Everett Sanipass (born February 13, 1968) is a Canadian retired ice hockey forward. Sanipass was born in Elsipogtog First Nation, New Brunswick. Sanipass is the first Native Canadian to be inducted into the New Brunswick Sports Hall of Fame.

Playing career
Sanipass began his National Hockey League career with the Chicago Blackhawks in 1987 after being drafted 14th overall in the 1986 NHL Entry Draft. His indigenous heritage as a Mi'kmaq caused him to face racism early in his hockey career since he was prohibited from playing on off-reserve teams. Sanipass was the first native draft pick out of New Brunswick. His tally of forty-three goals and twenty-six assists in only thirty-seven games while playing in the New Brunswick Amateur Hockey Association drawing considerable attention. Sanipass spent 2 seasons with the Chicago Blackhawks before being traded to the Quebec Nordiques.

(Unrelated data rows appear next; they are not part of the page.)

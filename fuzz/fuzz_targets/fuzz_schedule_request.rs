//! Fuzz target: `Gateway::replace_schedule_json`
//!
//! Drives arbitrary request bodies through the schedule parser and
//! validator and asserts that it never panics, that only accepted bodies
//! reach the mailbox, and that whatever reaches it is in range.
//!
//! cargo fuzz run fuzz_schedule_request

#![no_main]

use libfuzzer_sys::fuzz_target;
use petfeeder::app::gateway::{CommandMailbox, Gateway, GatewayReply};

fuzz_target!(|data: &[u8]| {
    let mailbox = CommandMailbox::new();
    let gateway = Gateway::new(&mailbox);

    let reply = gateway.replace_schedule_json(data);
    let pending = mailbox.take_pending();

    match reply {
        GatewayReply::Accepted => {
            let slots = pending.schedule.expect("accepted schedule must be queued");
            for slot in slots {
                assert!((-1..=23).contains(&slot.hour()));
                assert!(slot.minute() <= 59);
            }
        }
        GatewayReply::Rejected(_) => assert!(pending.is_empty(), "rejected body leaked"),
        GatewayReply::Status(_) => unreachable!("schedule path never renders status"),
    }
    assert!(!pending.manual);
});
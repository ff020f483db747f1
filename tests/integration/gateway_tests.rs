//! Integration tests for the gateway → mailbox → engine path.
//!
//! Requests go in through `Gateway` exactly as the HTTP front end or the
//! feed button would submit them; the engine picks them up on its tick.

use petfeeder::app::commands::ScheduleRequest;
use petfeeder::app::events::{AppEvent, DispenseTrigger};
use petfeeder::app::gateway::{CommandMailbox, Gateway, GatewayReply};
use petfeeder::app::service::FeederService;
use petfeeder::config::FeederConfig;
use petfeeder::error::{ScheduleError, SlotField};
use petfeeder::scheduler::{SlotRequest, SlotTime};
use petfeeder::sensors::level::BowlReading;

use crate::mock_hw::{MockClock, MockHardware, RecordingSink, civil, slot};

fn request(slots: [(i32, i32); 3]) -> ScheduleRequest {
    ScheduleRequest {
        slots: slots.map(|(hour, minute)| SlotRequest { hour, minute }),
    }
}

fn engine() -> (FeederService, MockHardware, MockClock, RecordingSink) {
    let mut hw = MockHardware::new();
    let mut sink = RecordingSink::new();
    let mut app = FeederService::new(&FeederConfig::default());
    app.start(&mut hw, &mut sink);
    (app, hw, MockClock::new(), sink)
}

#[test]
fn rejected_schedule_leaves_engine_untouched() {
    let mailbox = CommandMailbox::new();
    let gateway = Gateway::new(&mailbox);
    let (mut app, mut hw, clock, mut sink) = engine();
    let before = app.schedule().times();

    for bad in [
        [(24, 0), (8, 0), (9, 0)],
        [(7, 0), (-2, 0), (9, 0)],
        [(7, 0), (8, 0), (9, -1)],
        [(7, 0), (8, 0), (9, 60)],
    ] {
        let reply = gateway.replace_schedule(&request(bad));
        assert_eq!(reply.status_code(), 400, "{bad:?} should be rejected");
    }

    clock.set(0, Some(civil(0, 12, 0, 0)));
    app.tick(&mut hw, &clock, &mailbox, &mut sink);
    assert_eq!(app.schedule().times(), before);
    assert!(!sink.events.iter().any(|e| matches!(e, AppEvent::ScheduleApplied(_))));
}

#[test]
fn accepted_schedule_applies_on_next_tick() {
    let mailbox = CommandMailbox::new();
    let gateway = Gateway::new(&mailbox);
    let (mut app, mut hw, clock, mut sink) = engine();

    let reply = gateway.replace_schedule_json(
        br#"{"slots":[{"hour":12,"minute":0},{"hour":-1,"minute":30},{"hour":0,"minute":59}]}"#,
    );
    assert_eq!(reply, GatewayReply::Accepted);

    clock.set(0, Some(civil(0, 12, 0, 5)));
    let out = app.tick(&mut hw, &clock, &mailbox, &mut sink);

    assert_eq!(
        app.schedule().times(),
        [
            slot(12, 0),
            SlotTime::new(-1, 30).unwrap(),
            slot(0, 59)
        ]
    );
    assert_eq!(out.dispensed, Some(DispenseTrigger::Scheduled { slot: 0 }));
}

#[test]
fn rejection_reports_first_bad_field() {
    let mailbox = CommandMailbox::new();
    let gateway = Gateway::new(&mailbox);
    assert_eq!(
        gateway.replace_schedule(&request([(7, 0), (8, 0), (30, 99)])),
        GatewayReply::Rejected(ScheduleError::OutOfRange {
            slot: 2,
            field: SlotField::Hour,
            value: 30,
        })
    );
}

#[test]
fn manual_request_is_fire_and_forget() {
    let mailbox = CommandMailbox::new();
    let gateway = Gateway::new(&mailbox);
    let (mut app, mut hw, clock, mut sink) = engine();

    let reply = gateway.manual_dispense();
    assert_eq!(reply.status_code(), 202);
    // Nothing moves until the engine ticks.
    assert_eq!(hw.angles, vec![0]);

    let out = app.tick(&mut hw, &clock, &mailbox, &mut sink);
    assert_eq!(out.dispensed, Some(DispenseTrigger::Manual));
    assert_eq!(sink.started(), vec![DispenseTrigger::Manual]);
}

#[test]
fn rapid_manual_requests_between_ticks_collapse_to_one() {
    let mailbox = CommandMailbox::new();
    let gateway = Gateway::new(&mailbox);
    let (mut app, mut hw, clock, mut sink) = engine();

    for _ in 0..5 {
        gateway.manual_dispense();
    }
    let out = app.tick(&mut hw, &clock, &mailbox, &mut sink);
    assert_eq!(out.requested.len(), 1);

    clock.set(2_000, None);
    let out = app.tick(&mut hw, &clock, &mailbox, &mut sink);
    assert!(out.requested.is_empty());
}

#[test]
fn status_export_renders_snapshot_as_json() {
    let mailbox = CommandMailbox::new();
    let (mut app, mut hw, clock, mut sink) = engine();
    hw.bowl = BowlReading::Level(55);
    clock.set(0, Some(civil(0, 9, 5, 0)));
    app.tick(&mut hw, &clock, &mailbox, &mut sink);

    let reply = Gateway::status_json(&app.status());
    assert_eq!(reply.status_code(), 200);
    let GatewayReply::Status(body) = reply else {
        panic!("expected a status body");
    };

    let v: serde_json::Value = serde_json::from_str(&body).unwrap();
    assert_eq!(v["bowl"]["Level"], 55);
    assert_eq!(v["threshold_percent"], 20);
    assert_eq!(v["civil_time"]["hour"], 9);
    assert_eq!(v["civil_time"]["minute"], 5);
    assert_eq!(v["slots"][0]["hour"], 8);
    assert_eq!(v["slots"][2]["hour"], -1);
    assert_eq!(v["gate"], "Closed");
}
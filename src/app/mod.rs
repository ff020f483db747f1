//! Application core: pure domain logic, zero I/O.
//!
//! This module contains the feeding decision engine: schedule and
//! auto-feed reconciliation, the command mailbox, and the gateway
//! boundary.  All interaction with hardware happens through **port
//! traits** defined in [`ports`], keeping this layer fully testable
//! without real peripherals.

pub mod commands;
pub mod events;
pub mod gateway;
pub mod ports;
pub mod service;
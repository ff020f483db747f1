//! System configuration parameters
//!
//! All tunable parameters for the PetFeeder, compiled in.  There is no
//! persistence; boot refuses to start on a config that fails
//! [`FeederConfig::validate`].

use serde::{Deserialize, Serialize};

use crate::error::{Error, Result};
use crate::scheduler::{SLOT_COUNT, SlotTime};
use crate::sensors::level::LevelCalibration;

/// Breakfast and dinner; third slot off.
const DEFAULT_SCHEDULE: [SlotTime; SLOT_COUNT] =
    [SlotTime::at(8, 0), SlotTime::at(18, 0), SlotTime::DISABLED];

/// Core feeder configuration
#[derive(Debug, Clone, Serialize, Deserialize)]
pub struct FeederConfig {
    // --- Timing ---
    /// Decision engine tick period (milliseconds)
    pub tick_interval_ms: u32,
    /// Gate FSM / button poll period (milliseconds)
    pub gate_poll_interval_ms: u32,
    /// Status report interval (seconds)
    pub status_interval_secs: u32,
    /// Task watchdog timeout (milliseconds)
    pub watchdog_timeout_ms: u32,

    // --- Auto-feed ---
    /// Bowl fill (0-100%) at or below which auto-feed fires
    pub auto_feed_threshold_percent: u8,
    /// Minimum spacing between auto-feed triggers (milliseconds)
    pub auto_feed_min_interval_ms: u64,

    // --- Gate ---
    /// How long the gate stays open per dispense (milliseconds)
    pub gate_hold_ms: u32,
    /// Servo angle with the gate shut (degrees)
    pub gate_closed_angle: u8,
    /// Servo angle with the gate open (degrees)
    pub gate_open_angle: u8,

    // --- Level sensor ---
    pub level_calibration: LevelCalibration,

    // --- Schedule ---
    /// Boot-time feeding slots; hour -1 disables a slot
    pub default_schedule: [SlotTime; SLOT_COUNT],
    /// Fixed offset from UTC applied to wall-clock time (seconds)
    pub utc_offset_secs: i32,
}

impl Default for FeederConfig {
    fn default() -> Self {
        Self {
            // Timing
            tick_interval_ms: 1000,     // 1 Hz
            gate_poll_interval_ms: 50,  // 20 Hz
            status_interval_secs: 60,   // 1/min
            watchdog_timeout_ms: 10_000,

            // Auto-feed
            auto_feed_threshold_percent: 20,
            auto_feed_min_interval_ms: 3_600_000, // 1 h

            // Gate
            gate_hold_ms: 900, // closes before the next tick
            gate_closed_angle: 0,
            gate_open_angle: 90,

            // Level sensor
            level_calibration: LevelCalibration::default(),

            // Schedule
            default_schedule: DEFAULT_SCHEDULE,
            utc_offset_secs: 0,
        }
    }
}

impl FeederConfig {
    /// Reject values the engine cannot run with.
    pub fn validate(&self) -> Result<()> {
        if self.auto_feed_threshold_percent > 100 {
            return Err(Error::Config("auto-feed threshold above 100%"));
        }
        if self.tick_interval_ms == 0 || self.gate_poll_interval_ms == 0 {
            return Err(Error::Config("zero loop period"));
        }
        if self.gate_poll_interval_ms > self.tick_interval_ms {
            return Err(Error::Config("gate poll slower than tick"));
        }
        if self.status_interval_secs == 0 {
            return Err(Error::Config("zero status interval"));
        }
        if self.gate_hold_ms == 0 {
            return Err(Error::Config("zero gate hold"));
        }
        if self.gate_hold_ms >= self.tick_interval_ms {
            return Err(Error::Config("gate hold must end before the next tick"));
        }
        if self.gate_open_angle > 180 || self.gate_closed_angle > 180 {
            return Err(Error::Config("servo angle above 180°"));
        }
        if self.gate_open_angle == self.gate_closed_angle {
            return Err(Error::Config("gate open and closed angles are equal"));
        }
        let cal = self.level_calibration;
        if !(cal.full_distance_cm > 0.0 && cal.full_distance_cm < cal.empty_distance_cm) {
            return Err(Error::Config("level calibration: full must be nearer than empty"));
        }
        if u64::from(self.watchdog_timeout_ms) <= u64::from(self.gate_poll_interval_ms) * 4 {
            return Err(Error::Config("watchdog timeout too short for loop period"));
        }
        Ok(())
    }
}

In 1987, Sanipass was a member of the Canadian U20 Team. Sanipass became famous for his role in the 1987 World Junior Hockey Championship brawl (Punch-up in Piestany) that took place between Canada and the Soviet Union. Both teams left the bench, prompting the referees, who were unable to stop the fighting, to leave the ice surface for their own safety. Officials even tried to turn off the lights with the hopes of causing the players to be so concerned with their own safety that they would stop fighting.  Both teams were ultimately kicked out of the tournament for their unsportsmanlike behaviour.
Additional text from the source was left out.